Some solace comes, however, when we find both Blacks and Whites protesting on the streets against this bestiality. Hence, the pain eases a little when it is realized that the racist hound of a police officer, Derek Chauvin, has actually pinned down the neck of the entire humanity, and the whole world can’t breathe now. Yes, we all can’t breathe now. Not even the phenomenal grand racist, Donald Trump, himself is breathing now. Or how can he breathe when he now hides in a burrow like any rodent, peeping about him in fear of the slightest noise, frightened by the roaring anger of those he hates. The pain in our heart is immense. The pain around the neck of the world is suffocating in its sharpness.
Yet, there is still another species of the pain: the shameful silence of Africa and her treacherous leaders at a time when the streets of the United States and of the United Kingdom and of Germany are filled to the brim with Blacks and Whites who, like George Floyd, can’t breathe. Africa, the natural home of this great soul freshly wasted by a blood-thirsty racist hound in uniform, is silent. The streets here are breathing. The mouths of the leaders, choked with borrowed funds from the West and China, are breathing fearfully lest their racist creditors to whom they have mortgaged the Black race, notice that they, too, like the rest of the world, have stopped breathing like George Floyd.

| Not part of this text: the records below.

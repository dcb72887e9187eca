// SPDX-License-Identifier: MIT
// Copyright (c) 2026 Alfred Jean LLC

//! Headless model of the reader's outline screen.
//!
//! Binds a publication's navigation collections and the bookmark store to
//! a sectioned list of rows, and turns row selection and deletion into
//! delegate events. Rendering is left to the host.

mod bookmark;
mod link;

pub use bookmark::{Bookmark, BookmarkDataSource};
pub use link::{Link, Publication, PublicationFormat, flatten};

/// The lists the outline can show.
#[derive(Debug, Default, Clone, Copy, PartialEq, Eq)]
pub enum OutlineSection {
    #[default]
    TableOfContents,
    Bookmarks,
    PageList,
    Landmarks,
}

impl OutlineSection {
    /// Section for a segment index; unknown indices show the table of contents.
    pub fn from_index(index: usize) -> Self {
        match index {
            1 => Self::Bookmarks,
            2 => Self::PageList,
            3 => Self::Landmarks,
            _ => Self::TableOfContents,
        }
    }

    /// Parse a section name as used on the command line.
    pub fn from_name(name: &str) -> Option<Self> {
        match name {
            "toc" | "table-of-contents" => Some(Self::TableOfContents),
            "bookmarks" => Some(Self::Bookmarks),
            "page-list" | "pages" => Some(Self::PageList),
            "landmarks" => Some(Self::Landmarks),
            _ => None,
        }
    }
}

/// Receives outline events and supplies the bookmark store.
pub trait OutlineDelegate {
    fn bookmarks(&self) -> Option<&dyn BookmarkDataSource> {
        None
    }

    fn bookmarks_mut(&mut self) -> Option<&mut dyn BookmarkDataSource> {
        None
    }

    /// The user picked a navigation target.
    fn did_select_item(&mut self, target: &str);

    /// The user picked a bookmark.
    fn did_select_bookmark(&mut self, bookmark: &Bookmark);
}

/// Outcome of selecting a row.
#[derive(Debug, Clone, PartialEq)]
pub enum Selection {
    Item(String),
    Bookmark(Bookmark),
    None,
}

impl Selection {
    /// Whether the outline should close after this selection.
    pub fn dismisses(&self) -> bool {
        !matches!(self, Selection::None)
    }
}

/// Flattened navigation rows for one publication.
#[derive(Debug, Clone)]
pub struct Outline {
    title: String,
    format: PublicationFormat,
    table_of_contents: Vec<Link>,
    page_list: Vec<Link>,
    landmarks: Vec<Link>,
}

impl Outline {
    pub fn new(publication: &Publication) -> Self {
        Self {
            title: publication.title.clone(),
            format: publication.format,
            table_of_contents: flatten(&publication.table_of_contents),
            page_list: flatten(&publication.page_list),
            landmarks: flatten(&publication.landmarks),
        }
    }

    pub fn title(&self) -> &str {
        &self.title
    }

    /// Rows of a link section. Bookmarks have no links.
    pub fn links(&self, section: OutlineSection) -> &[Link] {
        match section {
            OutlineSection::TableOfContents => &self.table_of_contents,
            OutlineSection::PageList => &self.page_list,
            OutlineSection::Landmarks => &self.landmarks,
            OutlineSection::Bookmarks => &[],
        }
    }

    pub fn row_count(&self, section: OutlineSection, delegate: &dyn OutlineDelegate) -> usize {
        match section {
            OutlineSection::Bookmarks => delegate.bookmarks().map_or(0, |b| b.count()),
            _ => self.links(section).len(),
        }
    }

    pub fn row_title(
        &self,
        section: OutlineSection,
        row: usize,
        delegate: &dyn OutlineDelegate,
    ) -> Option<String> {
        match section {
            OutlineSection::Bookmarks => delegate
                .bookmarks()?
                .bookmark(row)
                .map(|b| b.display_title().to_string()),
            _ => self
                .links(section)
                .get(row)
                .map(|link| link.display_title().to_string()),
        }
    }

    /// Secondary label for a row; only bookmarks have one.
    pub fn row_detail(
        &self,
        section: OutlineSection,
        row: usize,
        delegate: &dyn OutlineDelegate,
    ) -> Option<String> {
        match section {
            OutlineSection::Bookmarks => delegate.bookmarks()?.bookmark(row)?.detail(),
            _ => None,
        }
    }

    /// Only bookmark rows can be deleted.
    pub fn can_delete(&self, section: OutlineSection) -> bool {
        section == OutlineSection::Bookmarks
    }

    /// Select a row and notify the delegate.
    ///
    /// Link rows target their href, except in comic archives where the
    /// row index is the target. Out-of-range rows select nothing.
    pub fn select(
        &self,
        section: OutlineSection,
        row: usize,
        delegate: &mut dyn OutlineDelegate,
    ) -> Selection {
        let selection = match section {
            OutlineSection::Bookmarks => {
                let bookmark = delegate.bookmarks().and_then(|b| b.bookmark(row)).cloned();
                match bookmark {
                    Some(bookmark) => {
                        delegate.did_select_bookmark(&bookmark);
                        Selection::Bookmark(bookmark)
                    }
                    None => Selection::None,
                }
            }
            _ => match self.links(section).get(row) {
                Some(link) => {
                    let target = if self.format == PublicationFormat::Cbz {
                        row.to_string()
                    } else {
                        link.href.clone()
                    };
                    delegate.did_select_item(&target);
                    Selection::Item(target)
                }
                None => Selection::None,
            },
        };
        tracing::debug!(?section, row, ?selection, "outline selection");
        selection
    }

    /// Delete a bookmark row. Returns true when a bookmark was removed.
    pub fn delete(
        &self,
        section: OutlineSection,
        row: usize,
        delegate: &mut dyn OutlineDelegate,
    ) -> bool {
        if !self.can_delete(section) {
            return false;
        }
        delegate
            .bookmarks_mut()
            .is_some_and(|source| source.remove_bookmark(row))
    }
}

#[cfg(test)]
#[path = "mod_tests.rs"]
mod tests;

There is absolute, shameful silence as if it isn’t the same country (in the case of Nigeria) whose citizens did take to the streets over the killing of an Iranian General the other time. This is the secondary level of the pain. Yes, of the pain. So, poor June of 2020, like others before you, you had meant well. You hadn’t added that extra day of pain to your usual civilized 30 days. Rather, it is American racism that has poured sand into my garri to make you a sour month for me and the rest of us who can’t breathe because the racism is on the prowl, like a lion, like any predator animal, like Derek Chauvin. O Africa, my Africa! O Africans, my fellow Africans, this is another death, another round of betrayal of our long-lost sisters and brothers. I have to stop here now because I can no longer breathe. Derek Chauvin’s and Trump’s knees have pinned my neck down even here in Nigeria, in Africa, and I just can’t breathe!